Minimalismo: um convite para observar os abismos interiores

Aos poucos eu fui percebendo que minhas tristezas, angústias e decepções não passariam se eu comprasse alguma coisa para colocar no meu vazio. É algo clichê, sem genialidade alguma, mas que demora bastante para ser assimilado.

Conheci o minimalismo faz um bom tempo, e fui me conectando com ele de forma natural, sem me preocupar com o número de objetos que possuo, com a decoração ou com o meu visual. Fui encontrando o meu modo minimalista de ser, sem seguir blogs escandinavos. Para falar a verdade, eu nem gosto do nome, ou melhor, do rótulo de “minimalista”. Mas uso essa palavra mesmo para me fazer entender.

A principal lição que o minimalismo me trouxe foi de olhar para mim e encarar todos os abismos, fraquezas e todo aquele monte de coisas que tentamos esconder sob uma máscara de felicidade. É óbvio que nego muitas dessas fraquezas, e é bem provável que continuarei negando a imensa maioria dos meus abismos para sempre. Mas abrir os olhos para aquele 1% já me abalou bastante e permitiu me conhecer melhor.

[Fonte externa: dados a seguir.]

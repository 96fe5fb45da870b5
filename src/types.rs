use serde::{Deserialize, Serialize};

/// A board coordinate.
#[derive(Debug, Clone, Copy, PartialEq, Eq, Hash, PartialOrd, Ord, Serialize, Deserialize)]
pub struct Coord {
    pub row: u8,
    pub col: u8,
}

impl Coord {
    pub const fn new(row: u8, col: u8) -> Self {
        Self { row, col }
    }

    /// Returns `true` when the coordinate lies on a `size`×`size` board.
    pub fn is_valid(self, size: u8) -> bool {
        self.row < size && self.col < size
    }

    /// Steps by `(dr, dc)`; `None` when the result leaves the board.
    pub fn offset(self, dr: i8, dc: i8, size: u8) -> Option<Coord> {
        let row = self.row as i16 + dr as i16;
        let col = self.col as i16 + dc as i16;
        let bound = size as i16;
        if (0..bound).contains(&row) && (0..bound).contains(&col) {
            Some(Coord::new(row as u8, col as u8))
        } else {
            None
        }
    }

    /// Row-major index on a `size`-wide board.
    pub fn index(self, size: u8) -> usize {
        self.row as usize * size as usize + self.col as usize
    }

    pub fn from_index(index: usize, size: u8) -> Coord {
        let width = size as usize;
        Coord::new((index / width) as u8, (index % width) as u8)
    }
}

/// Lifecycle of a game session.
///
/// Contract: once a session leaves `InProgress` it never returns there
/// except through a full reset.
#[derive(Debug, Clone, Copy, PartialEq, Eq, Serialize, Deserialize)]
#[serde(tag = "kind", content = "player", rename_all = "camelCase")]
pub enum Status<P> {
    InProgress,
    Win(P),
    Draw,
    Stalemate,
}

impl<P: Copy> Status<P> {
    pub fn is_over(&self) -> bool {
        !matches!(self, Status::InProgress)
    }

    pub fn winner(&self) -> Option<P> {
        match self {
            Status::Win(player) => Some(*player),
            _ => None,
        }
    }
}

/// Two-player side, shared by every engine that only needs "first" and
/// "second" without game-specific colour names.
pub trait Side: Copy + Eq + std::fmt::Debug {
    fn opponent(self) -> Self;
}
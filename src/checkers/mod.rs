//! Checkers on the dark squares of an 8×8 board: mandatory capture,
//! multi-jump chains and promotion to king.

pub mod ai;
pub mod board;
pub mod game;

pub use ai::CheckersSelector;
pub use board::{Checker, CheckerKind, CheckersBoard, CheckersMove, Color};
pub use game::{CheckersGame, CheckersOutcome};
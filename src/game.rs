use rand::Rng;
use rand::SeedableRng;
use rand::rngs::SmallRng;
use serde::{Deserialize, Serialize};
use web_time::{SystemTime, UNIX_EPOCH};

use crate::config::Opponent;
use crate::error::{MoveError, MoveResult};
use crate::types::{Side, Status};

/// A position that knows whose turn it is and can enumerate legal moves.
///
/// Implemented by every engine's board type; this is what opponent
/// selectors look at.
pub trait Rules: Clone {
    type Move: Clone + PartialEq + std::fmt::Debug;
    type Player: Side;

    fn to_move(&self) -> Self::Player;

    /// Every legal move for the side to move, in generation order.
    fn legal_moves(&self) -> Vec<Self::Move>;
}

/// Opponent decision seam. Sessions own one boxed selector so tests can
/// swap in a scripted opponent.
pub trait MoveSelector<R: Rules>: Send + Sync {
    fn select_move(&self, position: &R, rng: &mut SmallRng) -> Option<R::Move>;
}

#[derive(Debug, Default, Clone, Copy)]
pub struct FirstLegalMoveSelector;

impl<R: Rules> MoveSelector<R> for FirstLegalMoveSelector {
    fn select_move(&self, position: &R, _rng: &mut SmallRng) -> Option<R::Move> {
        position.legal_moves().into_iter().next()
    }
}

/// The contract each game exposes to the presentation layer.
pub trait Engine {
    type Player: Side;
    /// What the user points at: a piece square, an empty point, a cell index.
    type Selection;
    type Move: Clone;
    type Outcome;

    /// Resets the board, keeping the scoreboard.
    fn new_game(&mut self);

    /// Legal moves for the selection, respecting turn and game-specific
    /// constraints. Empty when the selection has none.
    fn legal_moves_for(&self, selection: Self::Selection) -> Vec<Self::Move>;

    /// Validates and applies `mv`. On `Err` nothing changed.
    fn apply_move(&mut self, mv: &Self::Move) -> MoveResult<Self::Outcome>;

    /// Computes the computer's move, or `None` when it has none (or the game
    /// has no computer opponent). Does not apply it.
    fn request_ai_move(&mut self) -> Option<Self::Move>;

    fn status(&self) -> Status<Self::Player>;

    fn current_player(&self) -> Self::Player;

    fn ai_player(&self) -> Option<Self::Player>;
}

/// Lets the computer take its turn: asks for a move and applies it.
///
/// `Ok(None)` means the computer had no move; the terminal-state detector,
/// not this return value, decides what that implies.
pub fn play_ai_turn<E: Engine>(engine: &mut E) -> MoveResult<Option<E::Outcome>> {
    if engine.status().is_over() {
        return Err(MoveError::GameOver);
    }
    if engine.ai_player() != Some(engine.current_player()) {
        return Err(MoveError::NotAiTurn);
    }
    match engine.request_ai_move() {
        Some(mv) => engine.apply_move(&mv).map(Some),
        None => Ok(None),
    }
}

/// Win/draw tallies kept across games.
#[derive(Debug, Clone, Copy, Default, PartialEq, Eq, Serialize, Deserialize)]
#[serde(rename_all = "camelCase")]
pub struct Scoreboard {
    pub first_wins: u32,
    pub second_wins: u32,
    pub draws: u32,
}

impl Scoreboard {
    /// Records a finished game. `first` names the side that moves first.
    pub fn record<P: Side>(&mut self, status: &Status<P>, first: P) {
        match status {
            Status::InProgress => {}
            Status::Win(player) if *player == first => self.first_wins += 1,
            Status::Win(_) => self.second_wins += 1,
            Status::Draw | Status::Stalemate => self.draws += 1,
        }
    }
}

/// Per-session random source. A fixed seed makes games reproducible.
pub fn session_rng(seed: Option<u64>) -> SmallRng {
    let seed = seed.unwrap_or_else(|| {
        SystemTime::now()
            .duration_since(UNIX_EPOCH)
            .map(|elapsed| elapsed.as_nanos() as u64)
            .unwrap_or(0x5eed)
    });
    SmallRng::seed_from_u64(seed)
}

/// Resolves which seat the computer plays for a new game.
pub fn assign_ai_seat<P: Side>(opponent: Opponent, first: P, rng: &mut SmallRng) -> Option<P> {
    match opponent {
        Opponent::None => None,
        Opponent::First => Some(first),
        Opponent::Second => Some(first.opponent()),
        Opponent::Random => {
            if rng.random_bool(0.5) {
                Some(first)
            } else {
                Some(first.opponent())
            }
        }
    }
}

Não me considero de modo algum livre do consumismo. Sou bem ciente de que sair para comprar é bom pra cacete, seja lá o que for. Dar aquela renovada, ter aquela sensação de que tudo vai ficar bem, de poder, de posse, de ser visto, e blá blá blá, vocês são inteligentes e sabem.

“Mas, porém, todavia, contudo”, como diria o sábio professor Girafales, essa alegria dura pouco, e logo logo volta toda aquela melancolia, e ficam as tralhas que compramos, que dependendo do tamanho, vão nos fazer bater o dedinho do pé no caminho para o banheiro de madrugada.

No meu caso, o que observei foi que quando comprava para aliviar as tristezinhas, me apoiava na ideia de ficar feliz por “possuir” algo. E muitas outras vezes também imaginava a reação das pessoas ao saberem que eu “possuía” tal coisa. Mas a maioria não estava nem aí por eu ter comprado algo ou não, e ficava eu com minha coisa sendo reizinho poderoso apenas para mim mesmo, porque os súditos imaginários que eu inventava nem sabiam que eu queria que fossem meus súditos.

E então, sem ninguém para admirar as merdas que eu tinha comprado, com a melancolia que não passava e com menos dinheiro na carteira, comecei a pensar que talvez fosse melhor aprender a lidar com aquele sentimentozinho melancólico. E doeu, doeu muito não colocar nada no lugar. Mas com isso, aprendi a fugir um pouco menos do que me incomoda de verdade em mim. 1% só, não vou fingir que me iluminei…

Acho que essa ideia da posse e acúmulo permeia muito nossa sociedade, indo desde os relacionamentos, conhecimentos, títulos, até a resolução de tristezas via consumo. E para quem tem um autocontrole menor, pode virar um problema sério com cartões de crédito.

Enfim, devaneios à parte, no final das contas todo mundo faz o que quer. Consumir não é errado, mas tomar consciência dos processos complexos que nos fazem consumir pode ser uma aventura pessoal interessante.